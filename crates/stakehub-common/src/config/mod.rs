//! Configuration types for the StakeHub indexer and ledger

mod staking;
mod store;

pub use staking::StakingConfig;
pub use store::{PostgresConfig, StorageConfig, StorageType};

use {
    crate::{errors::Result, types::Address, Error},
    serde::{Deserialize, Serialize},
    std::{fs, path::Path},
    tracing::debug,
};

#[derive(Debug, Clone, Serialize, Deserialize)]
pub struct IndexerConfig {
    /// Account that deploys the ledger and may set validator uptime.
    pub owner: Address,
    #[serde(default)]
    pub storage: StorageConfig,
    #[serde(default)]
    pub staking: StakingConfig,
    #[serde(default = "default_log_level")]
    pub log_level: String,
    #[serde(default = "default_metrics_interval")]
    pub metrics_interval_seconds: u64,
    #[serde(default = "default_channel_capacity")]
    pub channel_capacity: usize,
}

fn default_log_level() -> String {
    "info".to_string()
}

fn default_metrics_interval() -> u64 {
    30
}

fn default_channel_capacity() -> usize {
    1024
}

impl IndexerConfig {
    pub fn new(owner: Address) -> Self {
        Self {
            owner,
            storage: StorageConfig::default(),
            staking: StakingConfig::default(),
            log_level: default_log_level(),
            metrics_interval_seconds: default_metrics_interval(),
            channel_capacity: default_channel_capacity(),
        }
    }

    pub fn from_file<P: AsRef<Path>>(path: P) -> Result<Self> {
        let path = path.as_ref();
        debug!("Loading indexer configuration from {}", path.display());
        let contents = fs::read_to_string(path)?;
        let config = serde_json::from_str::<Self>(&contents)?;
        config.validate()?;
        Ok(config)
    }

    pub fn validate(&self) -> Result<()> {
        if self.channel_capacity == 0 {
            return Err(Error::Config("channel_capacity must be positive".into()));
        }
        if self.storage.storage_type == StorageType::Postgres && self.storage.postgres.is_none() {
            return Err(Error::Config(
                "postgres storage selected without a postgres section".into(),
            ));
        }
        self.staking.validate()
    }
}

#[cfg(test)]
mod tests {
    use super::*;

    #[test]
    fn parses_minimal_config_with_defaults() {
        let json = r#"{ "owner": "0x00000000000000000000000000000000000000aa" }"#;
        let config: IndexerConfig = serde_json::from_str(json).unwrap();
        assert_eq!(config.log_level, "info");
        assert_eq!(config.storage.storage_type, StorageType::Memory);
        assert_eq!(config.staking.max_commission_bps, 3000);
        assert!(config.validate().is_ok());
    }

    #[test]
    fn rejects_postgres_without_section() {
        let json = r#"{
            "owner": "0x00000000000000000000000000000000000000aa",
            "storage": { "storage_type": "postgres" }
        }"#;
        let config: IndexerConfig = serde_json::from_str(json).unwrap();
        assert!(matches!(config.validate(), Err(Error::Config(_))));
    }
}
// crates/stakehub-indexer/src/metrics.rs

use {
    std::{
        collections::BTreeMap,
        sync::{Arc, Mutex},
        time::{Duration, Instant},
    },
    tokio::{task::JoinHandle, time::interval},
    tracing::info,
};

/// Counters for the event indexer.
#[derive(Debug)]
pub struct IndexingMetrics {
    start_time: Instant,
    pub events_processed: usize,
    pub events_failed: usize,
    pub events_skipped: usize,
    pub events_by_kind: BTreeMap<&'static str, usize>,
    pub last_processed_block: u64,
    pub events_per_second: f64,
}

impl Default for IndexingMetrics {
    fn default() -> Self {
        Self {
            start_time: Instant::now(),
            events_processed: 0,
            events_failed: 0,
            events_skipped: 0,
            events_by_kind: BTreeMap::new(),
            last_processed_block: 0,
            events_per_second: 0.0,
        }
    }
}

impl IndexingMetrics {
    pub fn record_processed(&mut self, kind: &'static str, block: u64) {
        self.events_processed += 1;
        *self.events_by_kind.entry(kind).or_default() += 1;
        self.last_processed_block = self.last_processed_block.max(block);
    }

    pub fn record_failure(&mut self) {
        self.events_failed += 1;
    }

    pub fn record_skipped(&mut self) {
        self.events_skipped += 1;
    }

    pub fn update_rates(&mut self) {
        let elapsed = self.start_time.elapsed().as_secs_f64();
        if elapsed > 0.0 {
            self.events_per_second = self.events_processed as f64 / elapsed;
        }
    }

    pub fn log_metrics(&self) {
        info!(
            "📊 Indexing metrics: {} events ({:.2}/s), {} failed, {} skipped, last block: {}",
            self.events_processed,
            self.events_per_second,
            self.events_failed,
            self.events_skipped,
            self.last_processed_block,
        );
        for (kind, count) in &self.events_by_kind {
            info!("   {}: {}", kind, count);
        }
    }
}

/// Logs the metrics every `period` until the returned task is aborted.
pub fn spawn_reporter(metrics: Arc<Mutex<IndexingMetrics>>, period: Duration) -> JoinHandle<()> {
    tokio::spawn(async move {
        let mut ticker = interval(period);
        // the first tick completes immediately
        ticker.tick().await;
        loop {
            ticker.tick().await;
            if let Ok(mut m) = metrics.lock() {
                m.update_rates();
                m.log_metrics();
            }
        }
    })
}
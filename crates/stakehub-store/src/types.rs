//! Row shapes returned by the query side of [`Storage`](crate::Storage).

use {
    serde::{Deserialize, Serialize},
    stakehub_common::types::{Address, CommunityPool, Stake},
};

/// Mirrored stake row.
#[derive(Debug, Clone, PartialEq, Eq, Serialize, Deserialize)]
pub struct StakeRecord {
    pub user_address: Address,
    pub validator_address: Address,
    #[serde(with = "stakehub_common::utils::decimal_u128")]
    pub amount: u128,
    pub since: i64,
    pub auto_compound: bool,
    #[serde(with = "stakehub_common::utils::decimal_u128")]
    pub rewards: u128,
    pub last_claim: i64,
}

impl From<&Stake> for StakeRecord {
    fn from(stake: &Stake) -> Self {
        Self {
            user_address: stake.user,
            validator_address: stake.validator,
            amount: stake.amount,
            since: stake.since,
            auto_compound: stake.auto_compound,
            rewards: stake.rewards,
            last_claim: stake.last_claim,
        }
    }
}

/// One staker of a validator.
#[derive(Debug, Clone, PartialEq, Eq, Serialize, Deserialize)]
pub struct StakerRecord {
    pub user_address: Address,
    #[serde(with = "stakehub_common::utils::decimal_u128")]
    pub amount: u128,
    pub since: i64,
    pub auto_compound: bool,
}

/// A user's stake joined with the validator it is held with.
#[derive(Debug, Clone, PartialEq, Eq, Serialize, Deserialize)]
pub struct UserStakeRecord {
    #[serde(flatten)]
    pub stake: StakeRecord,
    pub validator_name: String,
    pub uptime: u16,
    pub commission_rate: u16,
}

#[derive(Debug, Clone, PartialEq, Eq, Serialize, Deserialize)]
pub struct BadgeRecord {
    pub name: String,
    pub description: String,
    pub level: u8,
    pub earned_at: i64,
}

#[derive(Debug, Clone, PartialEq, Eq, Serialize, Deserialize)]
pub struct PoolRecord {
    #[serde(flatten)]
    pub pool: CommunityPool,
    pub validator_name: Option<String>,
}

#[derive(Debug, Clone, PartialEq, Eq, Serialize, Deserialize)]
pub struct NewMessage {
    pub from_address: Address,
    pub to_address: Address,
    pub content: String,
    pub timestamp: i64,
}
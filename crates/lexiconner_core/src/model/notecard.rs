//! Notecard and quiz question records.
//!
//! # Responsibility
//! - Define the persisted notecard shape and the generated quiz question.
//! - Validate front/back text before it reaches the repository.
//!
//! # Invariants
//! - `QuizQuestion::choices[answer_index]` is the correct answer.
//! - A valid draft has non-blank front and back, and a front of at most
//!   `FRONT_MAX_CHARS` characters.

use serde::{Deserialize, Serialize};
use std::error::Error;
use std::fmt::{Display, Formatter};

/// Stable non-negative identifier; also the table primary key.
pub type NotecardId = u32;

/// Declared width of the `front` column.
pub const FRONT_MAX_CHARS: usize = 50;

/// Number of choices in every generated quiz question.
pub const QUIZ_CHOICES: usize = 3;

/// One question/answer pair.
#[derive(Debug, Clone, PartialEq, Eq, Serialize, Deserialize)]
pub struct Notecard {
    pub id: NotecardId,
    /// Prompt side, usually a single word.
    pub front: String,
    /// Answer side.
    pub back: String,
}

impl Notecard {
    pub fn new(id: NotecardId, front: impl Into<String>, back: impl Into<String>) -> Self {
        Self {
            id,
            front: front.into(),
            back: back.into(),
        }
    }
}

/// Multiple-choice question built from three distinct notecards.
#[derive(Debug, Clone, PartialEq, Eq, Serialize, Deserialize)]
pub struct QuizQuestion {
    /// Front of the prompted notecard.
    pub prompt: String,
    /// Index of the correct entry in `choices`.
    pub answer_index: usize,
    pub choices: [String; QUIZ_CHOICES],
}

impl QuizQuestion {
    /// Returns the correct choice.
    pub fn answer(&self) -> &str {
        &self.choices[self.answer_index]
    }

    /// Returns whether `index` picks the correct choice.
    pub fn is_correct(&self, index: usize) -> bool {
        index == self.answer_index
    }
}

/// Unsaved front/back text from an editing surface.
#[derive(Debug, Clone, PartialEq, Eq, Serialize, Deserialize)]
pub struct NotecardDraft {
    pub front: String,
    pub back: String,
}

impl NotecardDraft {
    pub fn new(front: impl Into<String>, back: impl Into<String>) -> Self {
        Self {
            front: front.into(),
            back: back.into(),
        }
    }

    /// Checks the draft against editor rules.
    ///
    /// # Errors
    /// - `EmptyFront` / `EmptyBack` when a side is blank after trimming.
    /// - `FrontTooLong` when the front exceeds `FRONT_MAX_CHARS` characters.
    pub fn validate(&self) -> Result<(), DraftValidationError> {
        if self.front.trim().is_empty() {
            return Err(DraftValidationError::EmptyFront);
        }
        if self.back.trim().is_empty() {
            return Err(DraftValidationError::EmptyBack);
        }

        let chars = self.front.chars().count();
        if chars > FRONT_MAX_CHARS {
            return Err(DraftValidationError::FrontTooLong {
                chars,
                max: FRONT_MAX_CHARS,
            });
        }

        Ok(())
    }
}

#[derive(Debug, Clone, PartialEq, Eq)]
pub enum DraftValidationError {
    EmptyFront,
    EmptyBack,
    FrontTooLong { chars: usize, max: usize },
}

impl Display for DraftValidationError {
    fn fmt(&self, f: &mut Formatter<'_>) -> std::fmt::Result {
        match self {
            Self::EmptyFront => write!(f, "notecard front cannot be empty"),
            Self::EmptyBack => write!(f, "notecard back cannot be empty"),
            Self::FrontTooLong { chars, max } => {
                write!(f, "notecard front has {chars} characters; at most {max} allowed")
            }
        }
    }
}

impl Error for DraftValidationError {}

#[cfg(test)]
mod tests {
    use super::{DraftValidationError, NotecardDraft, QuizQuestion, FRONT_MAX_CHARS};

    #[test]
    fn draft_requires_both_sides() {
        assert_eq!(
            NotecardDraft::new("  ", "gato").validate(),
            Err(DraftValidationError::EmptyFront)
        );
        assert_eq!(
            NotecardDraft::new("cat", "\n").validate(),
            Err(DraftValidationError::EmptyBack)
        );
        assert!(NotecardDraft::new("cat", "gato").validate().is_ok());
    }

    #[test]
    fn draft_front_length_counts_chars_not_bytes() {
        let at_limit = "é".repeat(FRONT_MAX_CHARS);
        assert!(NotecardDraft::new(at_limit, "x").validate().is_ok());

        let over = "a".repeat(FRONT_MAX_CHARS + 1);
        assert_eq!(
            NotecardDraft::new(over, "x").validate(),
            Err(DraftValidationError::FrontTooLong {
                chars: FRONT_MAX_CHARS + 1,
                max: FRONT_MAX_CHARS
            })
        );
    }

    #[test]
    fn quiz_question_answer_reads_choice_at_index() {
        let question = QuizQuestion {
            prompt: "dog".to_string(),
            answer_index: 2,
            choices: ["gato".to_string(), "pajaro".to_string(), "perro".to_string()],
        };
        assert_eq!(question.answer(), "perro");
        assert!(question.is_correct(2));
        assert!(!question.is_correct(0));
    }
}
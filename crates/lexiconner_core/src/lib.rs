//! Core domain logic for Lexiconner.
//! Notecard storage, quiz generation and the quiz timer live here; UI layers
//! only call into this crate.

pub mod bootstrap;
pub mod db;
pub mod logging;
pub mod model;
pub mod repo;
pub mod scheduler;
pub mod service;

pub use bootstrap::{initialize, is_initialized, AppPaths};
pub use db::{DbError, DbResult, StorageActor};
pub use logging::{default_log_level, init_logging, logging_status};
pub use model::notecard::{
    DraftValidationError, Notecard, NotecardDraft, NotecardId, QuizQuestion, FRONT_MAX_CHARS,
    QUIZ_CHOICES,
};
pub use repo::notecard_repo::{
    NotecardKey, NotecardRepository, RepoError, RepoResult, SqliteNotecardRepository,
};
pub use scheduler::{RepeatingScheduler, MIN_INTERVAL};
pub use service::notecard_service::{NotecardService, NotecardServiceError};
pub use service::quiz_timer::{preset_interval, QuizTimer, TIMER_PRESET_MINUTES};

/// Returns the core crate version.
pub fn core_version() -> &'static str {
    env!("CARGO_PKG_VERSION")
}
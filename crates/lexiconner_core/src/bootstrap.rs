//! Per-user paths and one-time process initialization.
//!
//! # Responsibility
//! - Resolve where the notecard database and logs live.
//! - Create the config directory and an empty database file on first run.
//! - Run process-wide setup once, before any storage actor is spawned.
//!
//! # Invariants
//! - The only process-wide state is "has `initialize` run".
//! - Paths are absolute when resolved from `$HOME`.

use crate::logging::init_logging;
use log::info;
use once_cell::sync::OnceCell;
use std::fs::OpenOptions;
use std::io;
use std::path::{Path, PathBuf};

pub const APP_NAME: &str = "Lexiconner";

static INITIALIZED: OnceCell<()> = OnceCell::new();

/// File-system locations used by the application.
#[derive(Debug, Clone, PartialEq, Eq)]
pub struct AppPaths {
    pub config_dir: PathBuf,
    pub database_file: PathBuf,
    pub log_dir: PathBuf,
}

impl AppPaths {
    /// Resolves `$HOME/.config/Lexiconner`.
    ///
    /// Returns `None` when `HOME` is unset or empty.
    pub fn from_home() -> Option<Self> {
        let home = std::env::var_os("HOME").filter(|value| !value.is_empty())?;
        Some(Self::under(PathBuf::from(home).join(".config")))
    }

    /// Lays the application directory out under `root`.
    pub fn under(root: impl AsRef<Path>) -> Self {
        let config_dir = root.as_ref().join(APP_NAME);
        Self {
            database_file: config_dir.join(format!("{APP_NAME}.db")),
            log_dir: config_dir.join("logs"),
            config_dir,
        }
    }

    /// Creates the config directory and an empty database file when absent.
    ///
    /// Existing files are left untouched.
    pub fn ensure_exists(&self) -> io::Result<()> {
        std::fs::create_dir_all(&self.config_dir)?;
        OpenOptions::new()
            .create(true)
            .append(true)
            .open(&self.database_file)?;
        Ok(())
    }
}

/// One-time process setup. Call once before opening a repository.
///
/// Repeated calls with the same arguments succeed; the logging layer rejects
/// a different level or directory.
pub fn initialize(level: &str, log_dir: impl AsRef<Path>) -> Result<(), String> {
    init_logging(level, log_dir)?;
    if INITIALIZED.set(()).is_ok() {
        info!("event=initialize module=core status=ok app={APP_NAME}");
    }
    Ok(())
}

pub fn is_initialized() -> bool {
    INITIALIZED.get().is_some()
}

== == ==

Would you please write out, exactly and with no other lines, the stretch of the listing above from the line containing "pub mod repo;" through the line containing "filename crates/lexiconner_core/src/bootstrap.rs"?

pub mod repo;
pub mod scheduler;
pub mod service;

pub use bootstrap::{initialize, is_initialized, AppPaths};
pub use db::{DbError, DbResult, StorageActor};
pub use logging::{default_log_level, init_logging, logging_status};
pub use model::notecard::{
    DraftValidationError, Notecard, NotecardDraft, NotecardId, QuizQuestion, FRONT_MAX_CHARS,
    QUIZ_CHOICES,
};
pub use repo::notecard_repo::{
    NotecardKey, NotecardRepository, RepoError, RepoResult, SqliteNotecardRepository,
};
pub use scheduler::{RepeatingScheduler, MIN_INTERVAL};
pub use service::notecard_service::{NotecardService, NotecardServiceError};
pub use service::quiz_timer::{preset_interval, QuizTimer, TIMER_PRESET_MINUTES};

/// Returns the core crate version.
pub fn core_version() -> &'static str {
    env!("CARGO_PKG_VERSION")
}
filename crates/lexiconner_core/src/bootstrap.rs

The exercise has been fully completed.